Based on the steps and discussions, a consensus regarding ODD morphology was reached. The morphology was confirmed in several cases where isolated autofluorescence or visible ODD on OCT en face view corresponded to underlying ODD visualized on OCT (Fig. 1). The OCT appearance of confirmed superficial ODD was extrapolated to identify buried ODD that could not be identified clinically. The ODDS Consortium defined ODD as hyporeflective structures with a full or partial hyperreflective margin. The hyperreflective margin is often most prominent superiorly, and can be difficult to detect.

FIG. 1

FIG. 1

Blood vessels imaged cross-sectionally sometimes mimic ODD but may be recognized by their “figure of eight configuration,” vessel wall reflections and shadowing of underlying optic nerve head tissue.

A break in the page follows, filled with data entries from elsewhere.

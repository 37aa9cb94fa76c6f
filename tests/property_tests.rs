//! Property-based tests for delivery and escalation invariants.
//!
//! Uses proptest to verify invariants across random inputs:
//! - Rendering is deterministic and never exceeds a channel's maximum length
//! - Channel selection is monotonic in urgency
//! - Timed tier transitions move strictly forward
//! - Classification is deterministic and an explicit hint always wins

// Property tests use expect/unwrap for simplicity - panics are acceptable in tests
#![allow(clippy::expect_used, clippy::unwrap_used)]

use carewatch::delivery::{ChannelCatalog, format, select};
use carewatch::models::{Activity, Channel, Domain, Request, RequestContext, Tier, Urgency};
use carewatch::router::classify;
use proptest::prelude::*;
use std::collections::BTreeMap;

fn any_channel() -> impl Strategy<Value = Channel> {
    prop::sample::select(Channel::ALL.to_vec())
}

fn any_urgency() -> impl Strategy<Value = Urgency> {
    prop::sample::select(Urgency::ALL.to_vec())
}

fn any_context() -> impl Strategy<Value = RequestContext> {
    (
        proptest::option::of(prop::sample::select(vec![
            Activity::WatchingTv,
            Activity::Cooking,
            Activity::Eating,
            Activity::Resting,
            Activity::Sleeping,
            Activity::Away,
        ])),
        prop::collection::btree_set(any_channel(), 0..=Channel::ALL.len()),
    )
        .prop_map(|(activity, devices)| {
            let mut ctx = RequestContext::default();
            ctx.activity = activity;
            ctx.active_devices = devices;
            ctx
        })
}

proptest! {
    /// Property: rendering never exceeds the channel's declared maximum length.
    #[test]
    fn prop_format_respects_max_length(
        message in "\\PC{0,600}",
        channel in any_channel(),
        urgency in any_urgency(),
    ) {
        let catalog = ChannelCatalog::default();
        let spec = catalog.spec(channel).unwrap();
        let rendered = format(&message, spec, urgency);
        prop_assert!(rendered.chars().count() <= spec.max_len);
    }

    /// Property: the bound holds for configured length overrides too.
    #[test]
    fn prop_format_respects_overridden_length(
        message in "[a-zA-Z ]{0,300}",
        channel in any_channel(),
        urgency in any_urgency(),
        max_len in 8usize..120,
    ) {
        let catalog = ChannelCatalog::with_max_lengths(&BTreeMap::from([(channel, max_len)]));
        let spec = catalog.spec(channel).unwrap();
        prop_assert_eq!(spec.max_len, max_len);
        prop_assert!(format(&message, spec, urgency).chars().count() <= max_len);
    }

    /// Property: rendering is a pure function of its inputs.
    #[test]
    fn prop_format_is_deterministic(
        message in "\\PC{0,200}",
        channel in any_channel(),
        urgency in any_urgency(),
    ) {
        let catalog = ChannelCatalog::default();
        let spec = catalog.spec(channel).unwrap();
        prop_assert_eq!(format(&message, spec, urgency), format(&message, spec, urgency));
    }

    /// Property: a higher urgency never selects fewer channels for the same context.
    #[test]
    fn prop_selection_is_monotonic(
        ctx in any_context(),
        a in any_urgency(),
        b in any_urgency(),
    ) {
        let catalog = ChannelCatalog::default();
        let (low, high) = if a <= b { (a, b) } else { (b, a) };
        let low_set = select(&catalog, low, &ctx);
        let high_set = select(&catalog, high, &ctx);
        prop_assert!(low_set.is_subset(&high_set), "{low} {low_set:?} not within {high} {high_set:?}");
        prop_assert!(low_set.contains(&Channel::Phone));
    }

    /// Property: critical urgency always reaches every known channel.
    #[test]
    fn prop_critical_reaches_everything(ctx in any_context()) {
        let catalog = ChannelCatalog::default();
        prop_assert_eq!(select(&catalog, Urgency::Critical, &ctx).len(), Channel::ALL.len());
    }

    /// Property: an explicit domain hint wins over any text.
    #[test]
    fn prop_hint_wins(
        text in "\\PC{1,120}",
        hint in prop::sample::select(Domain::all().to_vec()),
    ) {
        let request = Request::new(text).with_domain_hint(hint);
        prop_assert_eq!(classify(&request), Some(hint));
    }

    /// Property: classification of the same text is stable.
    #[test]
    fn prop_classification_is_deterministic(text in "\\PC{0,120}") {
        let first = classify(&Request::new(text.clone()));
        let second = classify(&Request::new(text));
        prop_assert_eq!(first, second);
    }
}

#[test]
fn test_timed_transitions_move_forward() {
    for tier in Tier::ALL {
        if let Some(next) = tier.next() {
            assert!(next > tier, "{tier} -> {next} goes backwards");
            assert_ne!(next, Tier::Resolved, "timed transitions never resolve");
        }
    }
    assert!(Tier::FamilyNotified.next().is_none());
    assert!(Tier::Resolved.is_terminal());
}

Vessels imaged along the vessels in longitudinal direction demonstrate a trilayer profile with decreased intravascular reflectivity. Vessels imaged in more oblique planes often have a hyperdense “head” without visible “figure of eight configuration” but with underlying shadowing (Fig. 2). Furthermore, because our recommended OCT protocol allows one to “scroll” through parallel OCT slices to determine the 3D nature of optic nerve head structures, a review of several adjacent OCT slices can reveal the long tubular nature of a blood vessel, as opposed to the discrete “lump-like” nature of an ODD.

FIG. 2

FIG. 2

A peripapillary hyperreflective ovoid mass-like structure (PHOMS) has been described in patients with ODD (15–20). Some arguably have asserted that these represent a precursor or variant of ODD (21). We observed these structures in 28 out of 38 patients with ODD (Fig. 3). The histopathological origin of PHOMS in ODD is unknown but there are several features that appear to be inconsistent with our understanding of ODD: 1) unlike ODD, they are hyperreflective without a sharp outer margin or hyporeflective core; 2) they often lie external to and surrounding large parts of the disc corresponding to funduscopically recognized pseudopapilledema; 3) they do not autofluoresce; 4) they are not visible on B-scan ultrasound despite their superficial location; 5) this OCT finding can be seen in patients with papilledema without ODD (14); 6) the histopathology of papilledema suggests that PHOMS might correspond to the lateral bulging or herniation of distended axons into the peripapillary retina (Fig. 4). Until or unless there is histopathological evidence to the contrary PHOMS should be excluded as a criterion for the OCT diagnosis of ODD.

FIG. 3

FIG. 3

FIG. 4

FIG. 4

The ODDS Consortium recommendation for diagnosing ODD using OCT is seen in Figure 5. As described previously, ODD always have a signal-poor, hyporeflective core. Without a signal-poor core other pathologies should be considered. ODD are often but not always seen with hyperreflective margins, most prominent superiorly. Sometimes collections of several smaller ODD coalesce to form ODD conglomerates that present with patchy internal reflectivity within a larger hyporeflective area (Fig. 3). Most likely, fragments of calcified margin cause the internal reflectivity from the many ODD that coalesce.

FIG. 5

FIG. 5

Hyperreflective horizontal lines are sometimes found in eyes with ODD or in otherwise healthy eyes in patients with unilateral ODD, and might possibly reflect early ODD changes.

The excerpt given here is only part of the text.